I'm trying to use the group_by() function of SQLAlchemy with the mysql+mysqlconnector engine:

rows = session.query(MyModel) \
        .order_by(MyModel.published_date.desc()) \
        .group_by(MyModel.category_id) \
        .all()

It works fine with SQLite, but for MySQL I get this error:

[42000][1055] Expression #1 of SELECT list is not in GROUP BY clause and contains nonaggregated column '...' which is not functionally dependent on columns in GROUP BY clause; this is incompatible with sql_mode=only_full_group_by

I know how to solve it in plain SQL, but I'd like to use the advantages of SQLAlchemy.

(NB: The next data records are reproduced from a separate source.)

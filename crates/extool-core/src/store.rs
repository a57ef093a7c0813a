//! Command store: named tool definitions synced to settings.
//!
//! Every mutation reads the full list, changes it and writes the full list
//! back. Names are unique; a clash replaces rather than rejects.

use std::sync::Arc;

use tracing::debug;

use crate::error::Result;
use crate::settings::SettingsStore;
use crate::tool::{ToolCollection, ToolDefinition};

/// Tool registry backed by a [`SettingsStore`].
#[derive(Clone)]
pub struct CommandStore {
    settings: Arc<dyn SettingsStore>,
}

impl CommandStore {
    pub fn new(settings: Arc<dyn SettingsStore>) -> Self {
        Self { settings }
    }

    /// Read the full collection.
    pub fn load(&self) -> Result<ToolCollection> {
        self.settings.read_commands()
    }

    /// Find a tool by exact name.
    pub fn find(&self, name: &str) -> Result<Option<ToolDefinition>> {
        Ok(self.load()?.into_iter().find(|t| t.name == name))
    }

    /// Add a tool, or replace the command of the tool with the same name.
    ///
    /// A replaced entry keeps its position. Its working directory is only
    /// changed when one is supplied; new entries default to the project
    /// directory.
    pub fn upsert(&self, name: &str, command: &str, working_directory: Option<&str>) -> Result<()> {
        let mut tools = self.load()?;

        match tools.iter_mut().find(|t| t.name == name) {
            Some(existing) => {
                debug!("Replacing command of tool '{}'", name);
                existing.command = command.to_string();
                if let Some(dir) = working_directory {
                    existing.working_directory = Some(dir.to_string());
                }
            }
            None => {
                debug!("Adding tool '{}'", name);
                let mut tool = ToolDefinition::new(name, command);
                if let Some(dir) = working_directory {
                    tool = tool.with_working_directory(dir);
                }
                tools.push(tool);
            }
        }

        self.settings.write_commands(&tools)
    }

    /// Remove a tool. Returns `false` without writing anything when no tool
    /// has that name.
    pub fn remove(&self, name: &str) -> Result<bool> {
        let mut tools = self.load()?;

        let Some(index) = tools.iter().position(|t| t.name == name) else {
            return Ok(false);
        };

        tools.remove(index);
        debug!("Removing tool '{}'", name);
        self.settings.write_commands(&tools)?;
        Ok(true)
    }

    /// Rename a tool and replace its command in place.
    ///
    /// If another tool already uses `new_name`, that other tool is dropped so
    /// names stay unique. Returns `false` without writing when `old_name` is
    /// unknown.
    pub fn rename(&self, old_name: &str, new_name: &str, command: &str) -> Result<bool> {
        let mut tools = self.load()?;

        let Some(index) = tools.iter().position(|t| t.name == old_name) else {
            return Ok(false);
        };

        tools[index].name = new_name.to_string();
        tools[index].command = command.to_string();

        let mut position = 0;
        tools.retain(|t| {
            let keep = position == index || t.name != new_name;
            position += 1;
            keep
        });

        debug!("Updated tool '{}' -> '{}'", old_name, new_name);
        self.settings.write_commands(&tools)?;
        Ok(true)
    }

    /// Whether the terminal should be revealed after dispatch.
    pub fn show_terminal(&self) -> Result<bool> {
        self.settings.show_terminal()
    }
}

What's the proper solution with SQLAlchemy?

Thanks in advance


Solution

  • One way to form the query with well defined behaviour would be to use a LEFT JOIN, looking for MyModel rows per category_id that have no matching row with greater published_date:

    my_model_alias = aliased(MyModel)
    
    rows = session.query(MyModel).\
        outerjoin(my_model_alias,
                  and_(my_model_alias.category_id == MyModel.category_id,
                       my_model_alias.published_date > MyModel.published_date)).\
        filter(my_model_alias.id == None).\
        all()
    

    This will work in about any SQL DBMS. In SQLite 3.25.0 and MySQL 8 (and many others) you could use window functions to achieve the same:

    sq = session.query(
            MyModel,
            func.row_number().
                over(partition_by=MyModel.category_id,
                     order_by=MyModel.published_date.desc()).label('rn')).\
        subquery()
    
    my_model_alias = aliased(MyModel, sq)
    
    rows = session.query(my_model_alias).\
        filter(sq.c.rn == 1).\
        all()
    

    Of course you could use GROUP BY as well, if you then use the results in a join:

    max_pub_dates = session.query(
            MyModel.category_id,
            func.max(MyModel.published_date).label('published_date')).\
        group_by(MyModel.category_id).\
        subquery()
    
    rows = session.query(MyModel).\
        join(max_pub_dates,
             and_(max_pub_dates.category_id == MyModel.category_id,
                  max_pub_dates.published_date == MyModel.published_date)).\
        all()